French left stages street showdown over Macron reforms
PARIS: Several thousand demonstrators rallied to a call Saturday by firebrand leftist politician Jean-Luc Melenchon to join a protest in Paris against President Emmanuel Macron’s sweeping reforms of the labor code.
Melenchon was leading the march through the streets of the French capital on a bright sunny afternoon, with the crowd shouting “resistance, resistance” and no to “a social coup d’etat.”
It marks the third in a series of nationwide protests and comes a day after Macron signed his landmark reforms into law using a fasttracked procedure that avoided a lengthy parliamentary debate.
The changes to the labor code, which runs to around 3,400 pages in some editions, give small businesses more flexibility to negotiate pay and conditions with their staff, instead of being bound by national agreements.
They also make it easier to lay off employees and cap compensation awards for unfair dismissal while also giving higher payouts to workers made redundant.
Macron argues the changes — the cornerstone of his program aimed at boosting entrepreneurship — will help bring down stubbornly high unemployment of 9.6 percent.
Melenchon’s hard-left France Unbowed party has accused Macron of unraveling decades of hard-won social gains.

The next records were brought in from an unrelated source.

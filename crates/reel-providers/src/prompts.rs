//! System prompts for the generative text collaborator.

use reel_models::Language;

const SCRIPT_SYSTEM_EN: &str = r#"You are a seasoned content writer for a YouTube Shorts channel, specializing in facts videos. Your facts shorts are concise, each lasting less than 50 seconds (approximately 140 words). They are incredibly engaging and original. When a user requests a specific type of facts short, you will create it.

Keep it brief, highly interesting, and unique.

Strictly output the script in a JSON format like below, and only provide a parsable JSON object with the key 'script'.

{"script": "Here is the script ..."}"#;

const SCRIPT_SYSTEM_AR: &str = r#"أنت كاتب محتوى محترف لقناة يوتيوب شورتس، متخصص في مقاطع الفيديو الحقائقية. مقاطعك القصيرة تكون مختصرة، كل منها أقل من 50 ثانية (حوالي 140 كلمة). يجب أن تكون جذابة وأصلية.

اجعله مختصرًا، مثيرًا للاهتمام وفريدًا من نوعه.

أخرج النص بتنسيق JSON وقدم فقط كائن JSON قابل للتحليل بمفتاح 'script'.

{"script": "هنا النص ..."}"#;

const KEYWORDS_SYSTEM_EN: &str = r#"Given the following video script and timed captions, extract three visually concrete and specific keywords for each time segment that can be used to search for background videos. The keywords should be short and capture the main essence of the sentence. If a caption is vague or general, consider the next timed caption for more context. If a time frame contains two or more important pieces of information, divide it into shorter time frames with one keyword each. Ensure that the time periods are strictly consecutive and cover the entire length of the video. Each keyword should cover between 2-4 seconds. The output should be in JSON format, like this: [[[t1, t2], ["keyword1", "keyword2", "keyword3"]], [[t2, t3], ["keyword4", "keyword5", "keyword6"]], ...].

Important Guidelines:
- Use only English in your text queries
- Each search string must depict something visual
- The depictions have to be extremely visually concrete
- Return only the JSON response with no extra text"#;

const KEYWORDS_SYSTEM_AR: &str = r#"بناءً على السيناريو والتعليقات الموقتة التالية، استخرج ثلاث كلمات مفتاحية محددة ومرئية لكل مقطع زمني يمكن استخدامها للبحث عن مقاطع فيديو خلفية. تأكد من أن الفترات الزمنية متتالية بشكل صارم وتغطي الطول الكامل للفيديو. يجب أن يكون الإخراج بتنسيق JSON، مثل هذا: [[[t1, t2], ["keyword1", "keyword2", "keyword3"]], ...].

إرشادات مهمة:
- استخدم فقط اللغة الإنجليزية في استعلامات النص
- يجب أن تصور كل سلسلة بحث شيئًا مرئيًا
- أعد فقط استجابة JSON بدون نص إضافي"#;

const REFORMAT_SYSTEM: &str = r#"The text you previously returned could not be parsed. Reformat it into a valid JSON array of the shape [[[t1, t2], ["keyword1", "keyword2", "keyword3"]], ...] with double-quoted strings and numeric timestamps. Return only the JSON array, no markdown fences, no extra text."#;

/// System prompt for script generation.
pub fn script_system(language: Language) -> &'static str {
    match language {
        Language::En => SCRIPT_SYSTEM_EN,
        Language::Ar => SCRIPT_SYSTEM_AR,
    }
}

/// System prompt for timed keyword extraction.
pub fn keywords_system(language: Language) -> &'static str {
    match language {
        Language::En => KEYWORDS_SYSTEM_EN,
        Language::Ar => KEYWORDS_SYSTEM_AR,
    }
}

/// System prompt for the one-shot self-correction round trip.
pub fn reformat_system() -> &'static str {
    REFORMAT_SYSTEM
}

Zabou Hervieu, 48, came by coach from Brittany to the demonstration.
“I am here for my daughter. She’s 10. Will there still be real jobs with good salaries when she’s grown?,” she said, leaning on a walking stick due to back and knee problems.
The left has also come out swinging against Macron’s plans to cut housing subsidies and reduce the scope of a wealth tax, claiming it as proof that the centrist is a closet right-winger.
“France has never had so many billionaires and millionaires. Why is it always the workers who have to tighten their belts?,” demanded Louis Bousquet, 33, unemployed and sporting a Mao cap.